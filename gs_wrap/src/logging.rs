use chrono::Local;
use env_logger::{Builder, Env};
use log::LevelFilter;
use std::io::Write;

/// Log level for a count of `-v` flags.
pub fn level_for(verbosity: u8) -> LevelFilter {
    match verbosity {
        0 => LevelFilter::Info,
        1 => LevelFilter::Debug,
        _ => LevelFilter::Trace,
    }
}

/// Set up timestamped logging to stderr. `RUST_LOG`, when set, takes
/// precedence over `verbosity`.
pub fn init_logging(verbosity: u8) {
    let mut builder = Builder::new();
    builder
        .format(|buf, record| {
            writeln!(
                buf,
                "{} [{}] - {}",
                Local::now().format("%Y-%m-%dT%H:%M:%S"),
                record.level(),
                record.args()
            )
        })
        .filter(None, level_for(verbosity))
        .parse_env(Env::default());
    // A second initialization (e.g. from tests) keeps the first logger.
    let _ = builder.try_init();
}

#[cfg(test)]
mod tests {
    use super::*;

    #[test]
    fn test_level_for() {
        assert_eq!(level_for(0), LevelFilter::Info);
        assert_eq!(level_for(1), LevelFilter::Debug);
        assert_eq!(level_for(5), LevelFilter::Trace);
    }
}
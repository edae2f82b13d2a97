//! Byte-addressable instruction and data memories backed by hex image files

use std::fs;
use std::fs::File;
use std::io::Write;
use std::path::Path;
use std::path::PathBuf;

use crate::error::ImageError;
use crate::error::MemoryError;
use crate::error::SimulatorResult;

/// Data memory size in bytes
pub const MEM_SIZE: usize = 1000;

/// Instruction image file name
pub const IMEM_FILE: &str = "imem.txt";
/// Data image file name
pub const DMEM_FILE: &str = "dmem.txt";

/// Instruction memory: read-only program image
pub struct InstructionMemory {
    bytes: Vec<u8>,
}

impl InstructionMemory {
    /// Loads the instruction image from the IO directory
    pub fn load(io_dir: &Path) -> SimulatorResult<Self> {
        Ok(Self { bytes: read_hex_image(&io_dir.join(IMEM_FILE))? })
    }

    pub fn from_bytes(bytes: Vec<u8>) -> Self {
        Self { bytes }
    }

    /// Fetches the 32-bit word at the given PC,
    /// concatenating 4 consecutive bytes big-endian
    pub fn fetch_instruction(&self, pc: u32) -> SimulatorResult<u32> {
        read_word(&self.bytes, pc)
    }

    pub fn len(&self) -> usize {
        self.bytes.len()
    }

    pub fn is_empty(&self) -> bool {
        self.bytes.is_empty()
    }
}

/// Data memory: byte-addressable store, mutated by SW and dumped at exit
pub struct DataMemory {
    bytes: Vec<u8>,
}

impl DataMemory {
    /// Loads the data image from the IO directory,
    /// zero-padded to `MEM_SIZE` bytes
    pub fn load(io_dir: &Path) -> SimulatorResult<Self> {
        let mut bytes = read_hex_image(&io_dir.join(DMEM_FILE))?;
        bytes.resize(bytes.len().max(MEM_SIZE), 0);
        Ok(Self { bytes })
    }

    pub fn from_bytes(mut bytes: Vec<u8>) -> Self {
        bytes.resize(bytes.len().max(MEM_SIZE), 0);
        Self { bytes }
    }

    /// Reads the 32-bit word at the given address (big-endian)
    pub fn load_word(&self, addr: u32) -> SimulatorResult<u32> {
        read_word(&self.bytes, addr)
    }

    /// Writes the 32-bit word at the given address (big-endian)
    pub fn store_word(&mut self, addr: u32, value: u32) -> SimulatorResult<()> {
        let addr = addr as usize;
        if addr + 4 > self.bytes.len() {
            return Err(MemoryError::AddressOutOfBounds(addr as u32).into());
        }
        self.bytes[addr..addr + 4].copy_from_slice(&value.to_be_bytes());
        Ok(())
    }

    /// Dumps the memory contents, one hex byte per line
    pub fn dump(&self, path: &Path) -> SimulatorResult<()> {
        let mut file = File::create(path)?;
        for byte in &self.bytes {
            writeln!(file, "{:02x}", byte)?;
        }
        Ok(())
    }

    pub fn bytes(&self) -> &[u8] {
        &self.bytes
    }
}

fn read_word(bytes: &[u8], addr: u32) -> SimulatorResult<u32> {
    let addr = addr as usize;
    if addr + 4 > bytes.len() {
        return Err(MemoryError::AddressOutOfBounds(addr as u32).into());
    }
    Ok(u32::from_be_bytes([
        bytes[addr],
        bytes[addr + 1],
        bytes[addr + 2],
        bytes[addr + 3],
    ]))
}

/// Reads a memory image: one two-digit hex byte per line
fn read_hex_image(path: &Path) -> SimulatorResult<Vec<u8>> {
    let content = fs::read_to_string(path)
        .map_err(|e| ImageError::FileReadError(PathBuf::from(path), e))?;

    let mut bytes = Vec::new();
    for (line_num, line) in content.lines().enumerate() {
        let line = line.trim();
        if line.is_empty() {
            continue;
        }
        let byte = u8::from_str_radix(line, 16).map_err(|_| {
            ImageError::ParseError(
                PathBuf::from(path),
                line.to_string(),
                line_num + 1,
            )
        })?;
        bytes.push(byte);
    }
    Ok(bytes)
}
▬▬▬▬▬▬
* **WORK ITEM**
Using the listing, filter for "Info" and return the matching lines.

* **TASK SOLUTION**
        0 => LevelFilter::Info,
        assert_eq!(level_for(0), LevelFilter::Info);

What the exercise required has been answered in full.